Although silicon is actually the industry standard semiconductor in almost all electronic products, including the pv cells that sun panels utilize to convert sun rays into energy, it is not really the most cost-efficient material available. For example, the semiconductor gallium arsenide and similar substance semiconductors provide nearly double the efficiency as silicon in solar units, yet they are rarely utilized in utility-scale applications because of their excessive production price.

U. of I.  teachers J. Rogers and X. Li investigated lower-cost techniques to produce thin films of gallium arsenide which also granted flexibility in the types of devices they could be incorporated into.

If you can minimize significantly the cost of gallium arsenide and some other compound semiconductors, then you could develop their variety of applications.

Generally, gallium arsenide is transferred in a individual thin layer on a smaller wafer. Either the desired device is produced directly on the wafer, or the semiconductor-coated wafer is break up into chips of the ideal size. The Illinois team made the decision to put in several layers of the material on a simple wafer, creating a layered, “pancake” stack of gallium arsenide thin films.
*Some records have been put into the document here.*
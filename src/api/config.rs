use std::net::{IpAddr, Ipv4Addr, SocketAddr};
use thiserror::Error;

#[derive(Debug, Clone, Copy, PartialEq, Eq)]
pub enum StoreBackend {
    Mysql,
    Memory,
}

#[derive(Debug, Error, PartialEq)]
pub enum ConfigError {
    #[error("{0} must be set")]
    Missing(&'static str),
    #[error("{name} has an invalid value: {value}")]
    Invalid { name: &'static str, value: String },
}

/// Runtime configuration, read once at startup and passed down explicitly.
#[derive(Debug, Clone)]
pub struct Config {
    pub store_backend: StoreBackend,
    pub database_url: Option<String>,
    pub database_pool_size: usize,
    pub host: IpAddr,
    pub port: u16,
    pub jwt_secret: String,
    pub jwt_expiration_minutes: u64,
}

impl Config {
    /// Reads the process environment, after loading `.env` if present.
    pub fn from_env() -> Result<Self, ConfigError> {
        dotenvy::dotenv().ok();
        Self::from_lookup(|key| std::env::var(key).ok())
    }

    pub fn from_lookup<F>(lookup: F) -> Result<Self, ConfigError>
    where
        F: Fn(&str) -> Option<String>,
    {
        let store_backend = match lookup("STORE_BACKEND").as_deref() {
            None | Some("mysql") => StoreBackend::Mysql,
            Some("memory") => StoreBackend::Memory,
            Some(other) => {
                return Err(ConfigError::Invalid {
                    name: "STORE_BACKEND",
                    value: other.to_string(),
                });
            }
        };

        let database_url = lookup("DATABASE_URL").filter(|url| !url.is_empty());
        if store_backend == StoreBackend::Mysql && database_url.is_none() {
            return Err(ConfigError::Missing("DATABASE_URL"));
        }

        let jwt_secret = lookup("JWT_SECRET")
            .filter(|secret| !secret.is_empty())
            .ok_or(ConfigError::Missing("JWT_SECRET"))?;

        let config = Config {
            store_backend,
            database_url,
            database_pool_size: parse_or(&lookup, "DATABASE_POOL_SIZE", 10)?,
            host: parse_or(&lookup, "HOST", IpAddr::V4(Ipv4Addr::LOCALHOST))?,
            port: parse_or(&lookup, "PORT", 4000)?,
            jwt_secret,
            jwt_expiration_minutes: token_lifetime(&lookup)?,
        };

        tracing::info!(backend = ?config.store_backend, port = config.port, "Config loaded");

        Ok(config)
    }

    pub fn socket_addr(&self) -> SocketAddr {
        SocketAddr::new(self.host, self.port)
    }
}

/// Longest accepted token lifetime, one year.
pub const MAX_JWT_EXPIRATION_MINUTES: u64 = 525_600;

fn token_lifetime<F>(lookup: &F) -> Result<u64, ConfigError>
where
    F: Fn(&str) -> Option<String>,
{
    let minutes: u64 = parse_or(lookup, "JWT_EXPIRATION_MINUTES", 480)?;

    if minutes == 0 || minutes > MAX_JWT_EXPIRATION_MINUTES {
        return Err(ConfigError::Invalid {
            name: "JWT_EXPIRATION_MINUTES",
            value: minutes.to_string(),
        });
    }

    Ok(minutes)
}

fn parse_or<F, T>(lookup: &F, name: &'static str, default: T) -> Result<T, ConfigError>
where
    F: Fn(&str) -> Option<String>,
    T: std::str::FromStr,
{
    match lookup(name) {
        None => Ok(default),
        Some(value) => value
            .trim()
            .parse()
            .map_err(|_| ConfigError::Invalid { name, value }),
    }
}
If you increase ten levels in 1 growth, you only have to load the wafer one time. If you do this in 10 growths, loading and unloading with heat range ramp-up and ramp-down get a lot of time. If you take into account what is necessary for each growth – the equipment, the research, the period, the workers – the overhead saving this solution offers is a significant expense reduction.

Next the researchers separately peel off the levels and move them. To achieve this, the stacks swap levels of aluminum arsenide with the gallium arsenide. Bathing the stacks in a formula of acid and an oxidizing agent dissolves the layers of aluminum arsenide, freeing the single thin sheets of gallium arsenide. A soft stamp-like system selects up the layers, one at a time from the top down, for shift to another substrate – glass, plastic-type or silicon, based on the application. Then the wafer could be reused for an additional growth.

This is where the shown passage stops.